The frieze is broken by intriguing U-shaped brackets, which are secured to the top rail of the paneling with multi-stepped pins. The pins in the corners rest on both walls, while the rose vine continues all the way around the room.
If I were forced to compare them all, I’d say the living room probably contains the most interesting design features in the home. Watch this video, and you’ll see what I mean:
Like the main stair in the Gamble house, the Thorsen stair is an eye-catcher, but it is also much different than any other stairway I’ve seen in a Greene and Greene home.
|The Thorsen newel posts are the real focal point of this stair; the railing, though it’s massive, and reflects the lift design, is almost secondary.|
If any of you have visited the Gamble House, you probably remember the exaggerated finger joints in the risers. The Greenes repeated the same detail in the Thorsen stair.
• • •
There are several features in the dining room that are worth noting. I’ll start with the fireplace. Mahogany pilasters—cut with reversed pillows or steps—flank the tile surround and support a simple mantelshelf with finger joints at the corners. The wall paneling is also deceptively simple: single panels—which are both tall and wide—frame the fireplace and are divided only above the mantelpiece, in a plumb line with the pilasters below. Small pillowed keys are mortised into the joint between the stiles and rails. A small square molding captures each of the panels; additional interior “stiles,” cut with a lift design, also flank the low panel above the mantelshelf.

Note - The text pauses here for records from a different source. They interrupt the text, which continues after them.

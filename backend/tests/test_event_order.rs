//! Tests for the event total order and the event schedule
//!
//! The schedule's dequeue order must be a strict weak ordering over
//! (time, patient, kind, resource); otherwise equal-time processing would
//! not be reproducible.

use hospital_des_core::{Event, EventKind, EventSchedule};
use proptest::prelude::*;
use std::cmp::Ordering;

fn arb_event() -> impl Strategy<Value = Event> {
    (
        0u64..6,
        proptest::option::of(0usize..4),
        0usize..8,
        proptest::option::of(0usize..3),
    )
        .prop_map(|(time, patient, kind, resource)| {
            Event::new(time, EventKind::ALL[kind], patient, resource)
        })
}

#[test]
fn test_comparison_examples() {
    let event4 = Event::new(15, EventKind::PatientLeaveHospital, Some(3), Some(2));
    let event5 = Event::new(16, EventKind::PatientLeaveHospital, Some(3), Some(2));
    let event6 = Event::new(15, EventKind::PatientLeaveHospital, Some(4), Some(2));
    let event7 = Event::new(15, EventKind::PatientLeaveHospital, Some(3), Some(3));
    let event8 = Event::new(15, EventKind::DoctorQueueEntrance, Some(3), Some(2));

    assert!(event4 < event5);
    assert!(!(event5 < event4));
    assert!(event4 < event6);
    assert!(!(event6 < event4));
    assert!(event4 < event7);
    assert!(!(event7 < event4));
    assert!(!(event4 < event8));
    assert!(event8 < event4);
}

#[test]
fn test_event_is_copied_not_shared() {
    let event1 = Event::new(10, EventKind::DoctorEntrance, Some(5), Some(1));
    let event2 = event1;
    assert_eq!(event2.to_string(), "[TIME 10] Event Type: 4, Patient Id: 5, Resource Id: 1");
    assert_eq!(event1, event2);

    let event12 = Event::new(100, event1.kind(), event1.patient(), event1.resource());
    assert_eq!(event12.to_string(), "[TIME 100] Event Type: 4, Patient Id: 5, Resource Id: 1");
    assert_eq!(event1.time(), 10);
}

#[test]
fn test_schedule_orders_priority_queue_example() {
    let mut schedule = EventSchedule::new();
    schedule.enqueue(Event::new(20, EventKind::TriageQueueEntrance, Some(10), None));
    schedule.enqueue(Event::new(10, EventKind::DoctorEntrance, Some(5), Some(1)));
    schedule.enqueue(Event::new(15, EventKind::TriageLeave, Some(12), Some(3)));
    schedule.enqueue(Event::new(5, EventKind::PatientLeaveHospital, Some(3), Some(2)));

    let lines: Vec<String> = std::iter::from_fn(|| schedule.dequeue().ok())
        .map(|e| e.to_string())
        .collect();
    assert_eq!(
        lines,
        vec![
            "[TIME 5] Event Type: 5, Patient Id: 3, Resource Id: 2",
            "[TIME 10] Event Type: 4, Patient Id: 5, Resource Id: 1",
            "[TIME 15] Event Type: 2, Patient Id: 12, Resource Id: 3",
            "[TIME 20] Event Type: 0, Patient Id: 10, Resource Id: -1",
        ]
    );
}

proptest! {
    #[test]
    fn prop_order_is_transitive(a in arb_event(), b in arb_event(), c in arb_event()) {
        if a < b && b < c {
            prop_assert!(a < c);
        }
    }

    #[test]
    fn prop_order_is_trichotomous(a in arb_event(), b in arb_event()) {
        let outcomes = [a < b, b < a, a.cmp(&b) == Ordering::Equal];
        prop_assert_eq!(outcomes.iter().filter(|&&x| x).count(), 1);
        // Equal only when every field matches
        prop_assert_eq!(a.cmp(&b) == Ordering::Equal, a == b);
    }

    #[test]
    fn prop_order_is_irreflexive(a in arb_event()) {
        prop_assert!(!(a < a));
    }

    #[test]
    fn prop_time_is_primary_key(a in arb_event(), b in arb_event()) {
        if a.time() != b.time() {
            prop_assert_eq!(a < b, a.time() < b.time());
        }
    }

    #[test]
    fn prop_schedule_dequeues_sorted(events in proptest::collection::vec(arb_event(), 0..40)) {
        let mut schedule = EventSchedule::new();
        for event in &events {
            schedule.enqueue(*event);
        }
        prop_assert_eq!(schedule.len(), events.len());
        if let Some(max) = events.iter().max() {
            prop_assert_eq!(schedule.peek_back().unwrap(), *max);
        }

        let drained: Vec<Event> = std::iter::from_fn(|| schedule.dequeue().ok()).collect();
        let mut expected = events.clone();
        expected.sort();
        prop_assert_eq!(drained, expected);
    }
}
//! End-of-run reporting
//!
//! A [`RunReport`] renders as the run transcript:
//!
//! ```text
//! [TIME 2] Event Type: 0, Patient Id: 0, Resource Id: -1
//! ...
//! Simulation finished.
//! Monotonic Stack of Doctor 0 is {4, 2, 0}
//! ```
//!
//! It also serializes to JSON for machine consumers.

use crate::core::time::SimTime;
use crate::models::completion_stack::CompletionStack;
use crate::models::event::EventLog;
use crate::models::patient::{Departure, PatientLocation, Stage};
use crate::models::state::HospitalState;
use serde::Serialize;
use std::fmt;

/// Outcome counts for a run
#[derive(Debug, Clone, Default, PartialEq, Eq, Serialize)]
pub struct RunSummary {
    /// Number of events handled
    pub events_processed: usize,

    /// Timestamp of the last handled event (0 if none)
    pub final_time: SimTime,

    /// Number of patients configured
    pub patients: usize,

    /// Patients who completed a doctor visit
    pub treated: usize,

    /// Patients who gave up waiting for triage
    pub reneged_in_triage: usize,

    /// Patients who gave up waiting for a doctor
    pub reneged_in_doctor_queue: usize,

    /// Patients whose urgency tier was out of range
    pub dropped: usize,

    /// Patients that have not left (still queued, in service, or not yet arrived)
    pub unresolved: usize,
}

impl RunSummary {
    fn tally(events: &EventLog, state: &HospitalState) -> Self {
        let mut summary = RunSummary {
            events_processed: events.len(),
            final_time: events.last_time().unwrap_or(0),
            patients: state.num_patients(),
            ..Default::default()
        };

        for location in state.locations() {
            if !location.is_terminal() {
                summary.unresolved += 1;
                continue;
            }
            match location {
                PatientLocation::Departed {
                    departure: Departure::Treated { .. },
                } => summary.treated += 1,
                PatientLocation::Departed {
                    departure: Departure::Reneged { stage: Stage::Triage },
                } => summary.reneged_in_triage += 1,
                PatientLocation::Departed {
                    departure: Departure::Reneged { stage: Stage::Doctor },
                } => summary.reneged_in_doctor_queue += 1,
                PatientLocation::Dropped { .. } => summary.dropped += 1,
                _ => {}
            }
        }

        summary
    }
}

/// Everything a finished (or partial) run produced
#[derive(Debug, Clone, Serialize)]
pub struct RunReport {
    /// Handled events, in processing order
    pub events: EventLog,

    /// Completion stack of each doctor, indexed by doctor id
    pub doctor_stacks: Vec<CompletionStack>,

    /// Where every patient ended up
    pub final_locations: Vec<PatientLocation>,

    pub summary: RunSummary,
}

impl RunReport {
    pub fn new(events: &EventLog, state: &HospitalState) -> Self {
        Self {
            events: events.clone(),
            doctor_stacks: state.doctor_stacks().to_vec(),
            final_locations: state.locations().to_vec(),
            summary: RunSummary::tally(events, state),
        }
    }

    /// Transcript lines, one per handled event
    pub fn event_lines(&self) -> Vec<String> {
        self.events
            .events()
            .iter()
            .map(|event| event.transcript_line())
            .collect()
    }

    /// Serialize to pretty JSON
    pub fn to_json(&self) -> Result<String, serde_json::Error> {
        serde_json::to_string_pretty(self)
    }
}

impl fmt::Display for RunReport {
    fn fmt(&self, f: &mut fmt::Formatter<'_>) -> fmt::Result {
        for event in self.events.events() {
            writeln!(f, "{}", event.transcript_line())?;
        }
        writeln!(f, "Simulation finished.")?;
        for (doctor, stack) in self.doctor_stacks.iter().enumerate() {
            writeln!(f, "Monotonic Stack of Doctor {} is {}", doctor, stack)?;
        }
        Ok(())
    }
}
//! Hospital DES Core - Rust Engine
//!
//! Discrete-event simulation of patients flowing through triage and then a
//! doctor examination, with finite resources, urgency tiers and patience
//! timeouts.
//!
//! # Architecture
//!
//! - **core**: Logical time
//! - **models**: Domain types (Event, queues, completion stack, patients, state)
//! - **events**: Pending-event schedule
//! - **orchestrator**: Main simulation loop and reporting
//!
//! # Critical Invariants
//!
//! 1. Events are processed in a strict total order over
//!    (time, patient, kind, resource), so runs are reproducible
//! 2. A patient is in at most one queue or unit at any instant
//! 3. Scheduled events are never cancelled; stale ones are no-ops

// Module declarations
pub mod core;
pub mod events;
pub mod models;
pub mod orchestrator;

// Re-exports for convenience
pub use crate::core::time::{SimClock, SimTime};
pub use events::EventSchedule;
pub use models::{
    completion_stack::{CompletionStack, StackError},
    event::{Event, EventKind, EventLog, UnitId},
    patient::{Departure, Patient, PatientId, PatientLocation, Stage, UrgencyLevel},
    queue::{FcfsQueue, QueueError},
    state::HospitalState,
    tiered_queue::TieredQueue,
};
pub use orchestrator::{Engine, RunReport, RunSummary, SimulationConfig, SimulationError};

The tiles in the fireplace surround are decorated with a periwinkle motif. If the original furniture were still in the house, we’d be able to see that same design repeated through delicate inlays in the chair backs and the dining table. If you want to see want I mean, check out Edward Bosley’s book: Greene & Greene.
Like the living room, the dining room carries the same nautical theme, and is meant to resemble the bow of a ship. In fact, the bay window is bowed over the front of the house. The crown molding—it must be called that even though it’s a simple build-up of flat moldings with eased edges—is broken at every corner by a multi-stepped “figurehead” pendent, which also resembles the bow of a ship.
|But the real glory-piece in the dining room is the china cabinet!|
|Supported by a thick two-knuckled finger-joint, and stepped brackets that extend back into the wall, this piece is a real keeper.|
To get a really good look at this cabinet, watch the video!
Nowhere is deferred maintenance more obvious than in the back yard, where the lower sun deck is supported by temporary shoring (see photo, right). The job of rebuilding the bridge and deck will be a costly one. But the art and craft of the home is still alive, even among the recently installed posts and pads. The Greene brothers’ palette of materials included wood, stone, brick, concrete, brass, copper, and hand-forged steel. Rusted collar straps, tightened with driven wedges, accentuate the strength and repose of the Thorsen home.